Brace for hotter days in May

By Michelle Joy L. Padayhag |April 30,2017 - 11:06 PM
EL NINO/MARCH 16,2016:The scorching heat of the sun did not bother Raul Caneda from carrying a sack of sand from his 12-foot deep quarry. With sources like Mananga River drying up due to El Nino spell, quarries like Raul see it as an advantage to dig deeper as they can. (CDN PHOTO/FERDINAND EDRALIN)

EL NINO/MARCH 16,2016:The scorching heat of the sun did not bother Raul Caneda from carrying a sack of sand from his 12-foot deep quarry. With sources like Mananga River drying up due to El Nino spell, quarries like Raul see it as an advantage to dig deeper as they can. (CDN PHOTO/FERDINAND EDRALIN)

IF you think the weather’s been really warm the past few weeks, brace yourself for even hotter days ahead.

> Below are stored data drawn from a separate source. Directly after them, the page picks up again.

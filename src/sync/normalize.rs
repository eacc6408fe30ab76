//! Memo normalization.
//!
//! Combines resource resolution and body rewriting into one
//! [`NormalizedMemo`] per memo. The batch variant also collects the raw
//! resources (for downloading) and the deduplicated relations (for linking).

use std::collections::HashMap;

use chrono::{DateTime, FixedOffset};

use crate::config::{ImageLayout, SyncConfig};
use crate::error::Result;
use crate::model::{MemoId, MemoRecord, NormalizedMemo, RelationRef, ResourceRef};

use super::resource::{ResourceOptions, resolve_resource};
use super::transform::{ContentTransformer, LinkResolver};

pub const DATE_FORMAT: &str = "%Y-%m-%d";
pub const DATETIME_FORMAT: &str = "%Y-%m-%d %H:%M:%S";

/// Format a unix timestamp in the given offset.
#[must_use]
pub fn format_ts(ts: i64, offset: FixedOffset, format: &str) -> String {
    DateTime::from_timestamp(ts, 0)
        .unwrap_or_default()
        .with_timezone(&offset)
        .format(format)
        .to_string()
}

/// Resource links of one memo, split the way the writers consume them.
#[derive(Debug, Clone, Default, PartialEq, Eq)]
pub struct ResourceLinks {
    /// Every link, one per line.
    pub all: String,
    /// Image links joined per the image layout.
    pub images: String,
    /// Non-image links.
    pub others: Vec<String>,
}

/// Output of [`Normalizer::normalize_batch`].
#[derive(Debug, Clone, Default)]
pub struct NormalizedBatch {
    pub memos: Vec<NormalizedMemo>,
    /// Every resource of every memo, in memo order.
    pub resources: Vec<ResourceRef>,
    /// At most one relation per owning memo.
    pub relations: Vec<RelationRef>,
}

/// Keep one relation per owning memo, the last one seen.
///
/// The surviving relation takes the position of the owner's first
/// relation.
#[must_use]
pub fn dedup_relations(relations: Vec<RelationRef>) -> Vec<RelationRef> {
    let mut index: HashMap<MemoId, usize> = HashMap::new();
    let mut out: Vec<RelationRef> = Vec::new();
    for relation in relations {
        if let Some(&i) = index.get(&relation.memo_id) {
            out[i] = relation;
        } else {
            index.insert(relation.memo_id, out.len());
            out.push(relation);
        }
    }
    out
}

/// Per-run memo normalizer.
#[derive(Debug, Clone)]
pub struct Normalizer {
    pub resources: ResourceOptions,
    pub image_layout: ImageLayout,
    pub transformer: ContentTransformer,
    /// Offset used to render display dates.
    pub offset: FixedOffset,
}

impl Normalizer {
    #[must_use]
    pub fn from_config(config: &SyncConfig, offset: FixedOffset) -> Self {
        Self {
            resources: ResourceOptions::from_config(config),
            image_layout: config.image_layout,
            transformer: ContentTransformer::from_config(config),
            offset,
        }
    }

    /// Resolve and group the links of a memo's resources.
    #[must_use]
    pub fn resource_links(&self, resources: &[ResourceRef]) -> ResourceLinks {
        let image_separator = match self.image_layout {
            ImageLayout::Vertical => "\n",
            ImageLayout::Horizontal => "",
        };

        let mut all = Vec::with_capacity(resources.len());
        let mut images = Vec::new();
        let mut others = Vec::new();

        for resource in resources {
            let resolved = resolve_resource(resource, &self.resources);
            if resolved.is_image() {
                images.push(resolved.markdown_link.clone());
            } else {
                others.push(resolved.markdown_link.clone());
            }
            all.push(resolved.markdown_link);
        }

        ResourceLinks {
            all: all.join("\n"),
            images: images.join(image_separator),
            others,
        }
    }

    /// Normalize one memo.
    ///
    /// # Errors
    ///
    /// Returns an error if link resolution fails.
    pub async fn normalize<R: LinkResolver>(
        &self,
        memo: &MemoRecord,
        resolver: &R,
    ) -> Result<NormalizedMemo> {
        let display_ts = memo.display_ts();
        let display_datetime = format_ts(display_ts, self.offset, DATETIME_FORMAT);
        let display_date = format_ts(display_ts, self.offset, DATE_FORMAT);
        let title = format!("{display_datetime}・#{}", memo.id);

        let links = self.resource_links(&memo.resource_list);
        let content_text = self.transformer.transform(&memo.content, resolver).await?;

        let content = if links.all.is_empty() {
            content_text.clone()
        } else {
            format!("{content_text}\n{}", links.all)
        };

        Ok(NormalizedMemo {
            memo_id: memo.id,
            title,
            content,
            content_text,
            resource_links: links.all,
            image_links: links.images,
            resources: links.others,
            display_date,
            display_datetime,
            display_ts,
        })
    }

    /// Normalize every memo of the add list.
    ///
    /// # Errors
    ///
    /// Returns the first normalization error.
    pub async fn normalize_batch<R: LinkResolver>(
        &self,
        memos: &[MemoRecord],
        resolver: &R,
    ) -> Result<NormalizedBatch> {
        let mut batch = NormalizedBatch::default();
        let mut relations = Vec::new();

        for memo in memos {
            batch.memos.push(self.normalize(memo, resolver).await?);
            batch.resources.extend(memo.resource_list.iter().cloned());
            relations.extend(memo.relation_list.iter().cloned());
        }

        batch.relations = dedup_relations(relations);
        Ok(batch)
    }
}
//! Config command implementation.

use std::path::Path;

use chrono::Local;
use colored::Colorize;

use crate::cli::{ConfigCommands, ConfigSetArgs};
use crate::config::{ConfigStore, FileConfigStore, SyncConfig};
use crate::error::{Error, Result};
use crate::sync::Checkpoint;

/// Execute config commands.
///
/// # Errors
///
/// Returns an error if the file cannot be read or written, or a value is
/// invalid.
pub fn execute(command: &ConfigCommands, config_path: Option<&Path>, json: bool) -> Result<()> {
    let store = FileConfigStore::resolve(config_path)?;
    match command {
        ConfigCommands::Show => show(&store, json),
        ConfigCommands::Path => path(&store, json),
        ConfigCommands::Set(args) => set(&store, args, json),
    }
}

/// Hide all but the last four characters of a secret.
fn mask(secret: &str) -> String {
    let count = secret.chars().count();
    if count == 0 {
        String::new()
    } else if count <= 8 {
        "****".to_string()
    } else {
        let tail: String = secret.chars().skip(count - 4).collect();
        format!("****{tail}")
    }
}

fn masked(config: &SyncConfig) -> SyncConfig {
    SyncConfig {
        access_token: mask(&config.access_token),
        siyuan_token: mask(&config.siyuan_token),
        ..config.clone()
    }
}

fn show(store: &FileConfigStore, json: bool) -> Result<()> {
    let config = masked(&store.load()?);
    if json {
        println!("{}", serde_json::to_string(&config)?);
    } else {
        println!("{}", store.path().display().to_string().dimmed());
        println!("{}", serde_json::to_string_pretty(&config)?);
    }
    Ok(())
}

fn path(store: &FileConfigStore, json: bool) -> Result<()> {
    let path = store.path().display().to_string();
    if json {
        println!("{}", serde_json::json!({ "path": path }));
    } else {
        println!("{path}");
    }
    Ok(())
}

fn set(store: &FileConfigStore, args: &ConfigSetArgs, json: bool) -> Result<()> {
    let mut config = store.load()?;
    let changed = apply(&mut config, args)?;
    if changed.is_empty() {
        return Err(Error::InvalidArgument(
            "No settings given. See `memos-sync config set --help`.".into(),
        ));
    }
    store.save(&config)?;

    if json {
        println!("{}", serde_json::json!({ "updated": changed }));
    } else {
        println!("{} Updated {}", "✓".green(), changed.join(", "));
    }
    Ok(())
}

/// Copy every given setting into `config`; returns the camelCase names of
/// the fields that were set.
fn apply(config: &mut SyncConfig, args: &ConfigSetArgs) -> Result<Vec<&'static str>> {
    let mut changed = Vec::new();

    macro_rules! set_field {
        ($arg:ident, $field:ident, $name:literal) => {
            if let Some(value) = &args.$arg {
                config.$field = value.clone();
                changed.push($name);
            }
        };
    }

    if let Some(url) = &args.base_url {
        config.base_url = url.trim().trim_end_matches('/').to_string();
        changed.push("baseUrl");
    }
    set_field!(access_token, access_token, "accessToken");
    if let Some(url) = &args.siyuan_base_url {
        config.siyuan_base_url = url.trim().trim_end_matches('/').to_string();
        changed.push("siyuanBaseUrl");
    }
    set_field!(siyuan_token, siyuan_token, "siyuanToken");
    if let Some(raw) = &args.last_sync_time {
        let offset = *Local::now().fixed_offset().offset();
        let checkpoint = Checkpoint::parse(raw, offset).ok_or_else(|| {
            Error::InvalidArgument(format!(
                "lastSyncTime must look like 2024-01-31 08:00:00, got {raw:?}"
            ))
        })?;
        config.last_sync_time = checkpoint.to_string();
        changed.push("lastSyncTime");
    }
    if let Some(mode) = args.sync_mode {
        config.sync_mode = Some(mode);
        changed.push("syncMode");
    }
    set_field!(notebook_id, notebook_id, "notebookId");
    set_field!(page_path, page_path, "pagePath");
    set_field!(mark_mode, mark_mode, "markMode");
    set_field!(image_layout, image_layout, "imageLayout");
    if let Some(tag) = &args.parent_tag {
        config.parent_tag = Some(tag.clone()).filter(|t| !t.trim().is_empty());
        changed.push("parentTag");
    }
    set_field!(resource_download_mode, resource_download_mode, "resourceDownloadMode");
    set_field!(bidirectional_links, bidirectional_links, "bidirectionalLinks");
    set_field!(subject_path, subject_path, "subjectPath");
    set_field!(video_optimization, video_optimization, "videoOptimization");
    set_field!(video_extensions, video_extensions, "videoExtensions");
    set_field!(debug, debug, "debug");
    set_field!(update_checkpoint_in_debug, update_checkpoint_in_debug, "updateCheckpointInDebug");
    set_field!(tag_scope, tag_scope, "tagScope");

    Ok(changed)
}

#[cfg(test)]
mod tests {
    use super::*;
    use crate::config::{MarkMode, SyncMode};
    use tempfile::TempDir;

    #[test]
    fn test_mask_keeps_tail_of_long_secrets() {
        assert_eq!(mask(""), "");
        assert_eq!(mask("short"), "****");
        assert_eq!(mask("abcdefghijkl"), "****ijkl");
    }

    #[test]
    fn test_apply_sets_only_given_fields() {
        let mut config = SyncConfig::default();
        let args = ConfigSetArgs {
            base_url: Some("https://memos.example.com/".into()),
            sync_mode: Some(SyncMode::Page),
            mark_mode: Some(MarkMode::Embed),
            parent_tag: Some("  ".into()),
            ..ConfigSetArgs::default()
        };

        let changed = apply(&mut config, &args).unwrap();
        assert_eq!(changed, vec!["baseUrl", "syncMode", "markMode", "parentTag"]);
        assert_eq!(config.base_url, "https://memos.example.com");
        assert_eq!(config.sync_mode, Some(SyncMode::Page));
        assert_eq!(config.mark_mode, MarkMode::Embed);
        assert_eq!(config.parent_tag, None);
        assert_eq!(config.notebook_id, "");
    }

    #[test]
    fn test_apply_rejects_bad_checkpoint() {
        let mut config = SyncConfig::default();
        let args = ConfigSetArgs {
            last_sync_time: Some("last tuesday".into()),
            ..ConfigSetArgs::default()
        };
        let err = apply(&mut config, &args).unwrap_err();
        assert!(matches!(err, Error::InvalidArgument(_)));
        assert_eq!(config.last_sync_time, SyncConfig::default().last_sync_time);
    }

    #[test]
    fn test_set_persists_to_file() {
        let dir = TempDir::new().unwrap();
        let store = FileConfigStore::new(dir.path().join("config.json"));
        let args = ConfigSetArgs {
            notebook_id: Some("20240101120000-abcdefg".into()),
            ..ConfigSetArgs::default()
        };

        set(&store, &args, true).unwrap();
        assert_eq!(store.load().unwrap().notebook_id, "20240101120000-abcdefg");
    }
}
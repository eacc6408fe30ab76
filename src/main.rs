//! memos-sync CLI entry point.

use clap::Parser;
use memos_sync::cli::commands;
use memos_sync::cli::{Cli, Commands};
use memos_sync::error::Error;
use std::process::ExitCode;

fn main() -> ExitCode {
    let cli = Cli::parse();

    if cli.no_color {
        colored::control::set_override(false);
    }

    // Set up tracing based on verbosity
    init_tracing(cli.verbose, cli.quiet);

    // Resolve effective JSON mode: --json OR non-TTY stdout
    let json = cli.json || !std::io::IsTerminal::is_terminal(&std::io::stdout());

    match run(&cli, json) {
        Ok(()) => ExitCode::SUCCESS,
        Err(e) => {
            if json {
                eprintln!("{}", e.to_structured_json());
            } else if !cli.quiet {
                if let Some(hint) = e.hint() {
                    eprintln!("Error: {e}\n  Hint: {hint}");
                } else {
                    eprintln!("Error: {e}");
                }
            }
            ExitCode::from(e.exit_code())
        }
    }
}

fn init_tracing(verbose: u8, quiet: bool) {
    use tracing_subscriber::EnvFilter;

    if quiet {
        return;
    }

    // Honor RUST_LOG if set, otherwise use verbosity flag
    let filter = if std::env::var("RUST_LOG").is_ok() {
        EnvFilter::from_default_env()
    } else {
        match verbose {
            0 => EnvFilter::new("warn"),
            1 => EnvFilter::new("info"),
            2 => EnvFilter::new("debug,reqwest=info,hyper_util=info"),
            _ => EnvFilter::new("trace"),
        }
    };

    tracing_subscriber::fmt()
        .with_env_filter(filter)
        .with_writer(std::io::stderr)
        .without_time()
        .init();
}

fn run(cli: &Cli, json: bool) -> Result<(), Error> {
    let config = cli.config.as_deref();
    match &cli.command {
        Commands::Sync { dry_run } => commands::sync::execute(config, *dry_run, json),
        Commands::Watch { interval } => commands::watch::execute(config, *interval, json),
        Commands::Check => commands::check::execute(config, json),
        Commands::Status => commands::status::execute(config, json),
        Commands::Notebooks => commands::notebooks::execute(config, json),
        Commands::Config { command } => commands::config::execute(command, config, json),
        Commands::Completions { shell } => commands::completions::execute(shell),
        Commands::Version => commands::version::execute(json),
    }
}
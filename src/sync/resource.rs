//! Resource resolution.
//!
//! Turns a memo attachment into the markdown embedded in SiYuan and, for
//! server-hosted files, the asset path the binary is downloaded to.

use crate::config::{DownloadMode, SyncConfig};
use crate::model::{ResolvedResource, ResourceRef};

/// Asset directory inside the SiYuan data folder.
pub const MEMOS_ASSETS_DIR: &str = "assets/memos";

/// Resolution settings taken from the sync configuration.
#[derive(Debug, Clone, Default)]
pub struct ResourceOptions {
    pub video_optimization: bool,
    /// Lowercase MIME subtypes rendered as inline video.
    pub video_extensions: Vec<String>,
}

impl ResourceOptions {
    #[must_use]
    pub fn from_config(config: &SyncConfig) -> Self {
        Self {
            video_optimization: config.video_optimization,
            video_extensions: config
                .video_extensions
                .iter()
                .map(|e| e.trim().trim_start_matches('.').to_lowercase())
                .filter(|e| !e.is_empty())
                .collect(),
        }
    }

    fn plays_inline(&self, format_text: &str) -> bool {
        self.video_optimization
            && self
                .video_extensions
                .iter()
                .any(|e| e.eq_ignore_ascii_case(format_text))
    }
}

/// Split a MIME type into `(type, subtype)`.
#[must_use]
pub fn split_mime(mime: &str) -> (&str, &str) {
    match mime.split_once('/') {
        Some((type_text, format_text)) => (type_text, format_text),
        None => (mime, ""),
    }
}

/// Deterministic local asset path for a server-hosted resource.
///
/// `assets/memos/<id>_<createdTs>.<ext>`; a filename without an extension
/// yields `assets/memos/<id>_<createdTs>`.
#[must_use]
pub fn local_asset_path(resource: &ResourceRef) -> String {
    let stem = format!("{MEMOS_ASSETS_DIR}/{}_{}", resource.id, resource.created_ts);
    match file_extension(&resource.filename) {
        Some(ext) => format!("{stem}.{ext}"),
        None => stem,
    }
}

fn file_extension(filename: &str) -> Option<&str> {
    let (base, ext) = filename.rsplit_once('.')?;
    let valid = !base.is_empty()
        && !ext.is_empty()
        && ext.chars().all(|c| c.is_ascii_alphanumeric());
    valid.then_some(ext)
}

/// Resolve one attachment.
#[must_use]
pub fn resolve_resource(resource: &ResourceRef, options: &ResourceOptions) -> ResolvedResource {
    let (type_text, format_text) = split_mime(&resource.mime_type);

    let (link, download_target) = if resource.is_external() {
        (resource.external_link.trim().to_string(), String::new())
    } else {
        let path = local_asset_path(resource);
        (path.clone(), path)
    };

    let name = if resource.filename.is_empty() {
        resource.id.to_string()
    } else {
        resource.filename.clone()
    };

    let markdown_link = if type_text == "image" {
        format!("![{name}]({link})")
    } else if type_text == "video" && options.plays_inline(format_text) {
        format!("<video controls=\"controls\" src=\"{link}\" data-src=\"{link}\"></video>")
    } else {
        format!("[{name}]({link})")
    };

    ResolvedResource {
        markdown_link,
        download_target,
        resource_id: resource.id,
        type_text: type_text.to_string(),
    }
}

/// The path segment the Memos download endpoint is addressed with.
///
/// Falls back to the numeric id when the server did not send the
/// requested field.
#[must_use]
pub fn download_key(resource: &ResourceRef, mode: DownloadMode) -> String {
    let alternate = match mode {
        DownloadMode::Id => None,
        DownloadMode::Name => resource.name.as_deref(),
        DownloadMode::Uid => resource.uid.as_deref(),
    };
    alternate
        .filter(|s| !s.is_empty())
        .map_or_else(|| resource.id.to_string(), str::to_string)
}

#[cfg(test)]
mod tests {
    use super::*;

    fn resource(id: i64, filename: &str, mime: &str) -> ResourceRef {
        ResourceRef {
            id,
            name: Some(format!("res-{id}")),
            uid: None,
            filename: filename.to_string(),
            mime_type: mime.to_string(),
            external_link: String::new(),
            created_ts: 1_700_000_000,
        }
    }

    #[test]
    fn test_local_image_link_and_target() {
        let r = resolve_resource(&resource(7, "cat.png", "image/png"), &ResourceOptions::default());
        assert_eq!(r.markdown_link, "![cat.png](assets/memos/7_1700000000.png)");
        assert_eq!(r.download_target, "assets/memos/7_1700000000.png");
        assert!(r.is_image());
        assert!(r.needs_download());
    }

    #[test]
    fn test_external_link_has_no_download() {
        let mut res = resource(3, "doc.pdf", "application/pdf");
        res.external_link = "https://example.com/doc.pdf".into();
        let r = resolve_resource(&res, &ResourceOptions::default());
        assert_eq!(r.markdown_link, "[doc.pdf](https://example.com/doc.pdf)");
        assert!(!r.needs_download());
        assert_eq!(r.type_text, "application");
    }

    #[test]
    fn test_video_embed_only_when_enabled_and_allowed() {
        let res = resource(9, "clip.mp4", "video/mp4");
        let plain = resolve_resource(&res, &ResourceOptions::default());
        assert_eq!(plain.markdown_link, "[clip.mp4](assets/memos/9_1700000000.mp4)");

        let options = ResourceOptions {
            video_optimization: true,
            video_extensions: vec!["mp4".into()],
        };
        let video = resolve_resource(&res, &options);
        assert!(video.markdown_link.starts_with("<video controls=\"controls\""));
        assert!(video.markdown_link.contains("src=\"assets/memos/9_1700000000.mp4\""));

        let avi = resolve_resource(&resource(10, "clip.avi", "video/x-msvideo"), &options);
        assert!(avi.markdown_link.starts_with('['));
    }

    #[test]
    fn test_filename_without_extension_does_not_produce_suffix() {
        let r = resolve_resource(&resource(5, "README", "text/plain"), &ResourceOptions::default());
        assert_eq!(r.download_target, "assets/memos/5_1700000000");

        let hidden = resolve_resource(&resource(6, ".env", "text/plain"), &ResourceOptions::default());
        assert_eq!(hidden.download_target, "assets/memos/6_1700000000");
    }

    #[test]
    fn test_resolution_is_deterministic() {
        let res = resource(11, "photo.jpeg", "image/jpeg");
        let options = ResourceOptions::default();
        assert_eq!(resolve_resource(&res, &options), resolve_resource(&res, &options));
    }

    #[test]
    fn test_download_key_modes() {
        let res = resource(4, "a.png", "image/png");
        assert_eq!(download_key(&res, DownloadMode::Id), "4");
        assert_eq!(download_key(&res, DownloadMode::Name), "res-4");
        // uid missing -> id
        assert_eq!(download_key(&res, DownloadMode::Uid), "4");
    }

    #[test]
    fn test_options_normalize_extensions() {
        let config = SyncConfig {
            video_optimization: true,
            video_extensions: vec![" .MP4 ".into(), String::new()],
            ..SyncConfig::default()
        };
        let options = ResourceOptions::from_config(&config);
        assert_eq!(options.video_extensions, vec!["mp4".to_string()]);
        assert!(options.plays_inline("mp4"));
    }
}
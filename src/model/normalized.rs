//! Derived, per-run types. Nothing here is persisted.

use serde::Serialize;

use super::memo::{MemoId, MemoRecord};

/// A resource after link resolution.
#[derive(Debug, Clone, PartialEq, Eq, Serialize)]
pub struct ResolvedResource {
    /// Markdown (or inline HTML for videos) embedded in SiYuan.
    pub markdown_link: String,
    /// Asset path inside the SiYuan data directory; empty for external links.
    pub download_target: String,
    pub resource_id: i64,
    /// MIME top-level type (`image`, `video`, ...).
    pub type_text: String,
}

impl ResolvedResource {
    #[must_use]
    pub fn is_image(&self) -> bool {
        self.type_text == "image"
    }

    #[must_use]
    pub fn needs_download(&self) -> bool {
        !self.download_target.is_empty()
    }
}

/// A memo rendered into target-store content.
#[derive(Debug, Clone, PartialEq, Eq, Serialize)]
pub struct NormalizedMemo {
    pub memo_id: MemoId,
    /// `<display datetime>・#<id>`
    pub title: String,
    /// Body text plus every resource link, used as a page body.
    pub content: String,
    /// Transformed body text without resources.
    pub content_text: String,
    /// All resource links, one per line.
    pub resource_links: String,
    /// Image links only, joined per the image layout.
    pub image_links: String,
    /// Non-image resource links, one block each.
    pub resources: Vec<String>,
    /// `YYYY-MM-DD`, the daily-note grouping key.
    pub display_date: String,
    /// `YYYY-MM-DD HH:MM:SS`
    pub display_datetime: String,
    pub display_ts: i64,
}

/// Result of change detection.
#[derive(Debug, Clone, Default, PartialEq, Eq)]
pub struct ChangeSet {
    /// Memos updated after the checkpoint.
    pub add_list: Vec<MemoRecord>,
    /// Memos created before and updated after the checkpoint; their old
    /// blocks are stale.
    pub delete_list: Vec<MemoRecord>,
}

impl ChangeSet {
    #[must_use]
    pub fn is_empty(&self) -> bool {
        self.add_list.is_empty()
    }
}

Alfredo Quiblat, chief of Philippine Atmospheric, Geophysical and Astronomical Services Administration (Pagasa) Mactan, said May is the hottest month based on their climatological data.

“The hottest recorded in Cebu was on May 31, 2010 with 37 degrees Celsius. That was also triggered because of the presence of El Niño,” Quiblat told Cebu Daily News.

Last year, the Philippines also experienced El Niño and the hottest temperature recorded in May 2016 was 35 degrees Celsius.

Quiblat said although there is no El Niño experienced this year, their forecast temperature for May is as high as 35 degrees Celsius.

Heat index, which is the combination of air temperature and humidity or the actual temperature felt by the body, will even be higher at more than 40 degrees Celsius.

The heat island effect or the presence of buildings and structures contributes to the high temperature being felt.

So far, the highest temperature this year recorded by the weather bureau was on April 29, Saturday which was 33.1 degrees Celsius, with a heat index of 39 degrees Celsius.

Quiblat advised the public to stay indoors as much as possible from 9 a.m. to 3 p.m. when the sun is at its peak, and drink more water to avoid heat strokes.

The website of the Department of Health (DOH) lists symptoms of heat stroke like sweating, intense thirst, dizziness, fainting, weakness, and high blood pressure.

Most vulnerable are the elderly and those with other health problems.

The public is also advised to wear sunglasses to protect the eyes from glare and bacteria and viruses which could cause sore eyes or conjunctivitis.

Sore eyes is manifested by redness and inflammation of the membranes covering the white part of the eyes and the membranes in the inner part of the eyelids.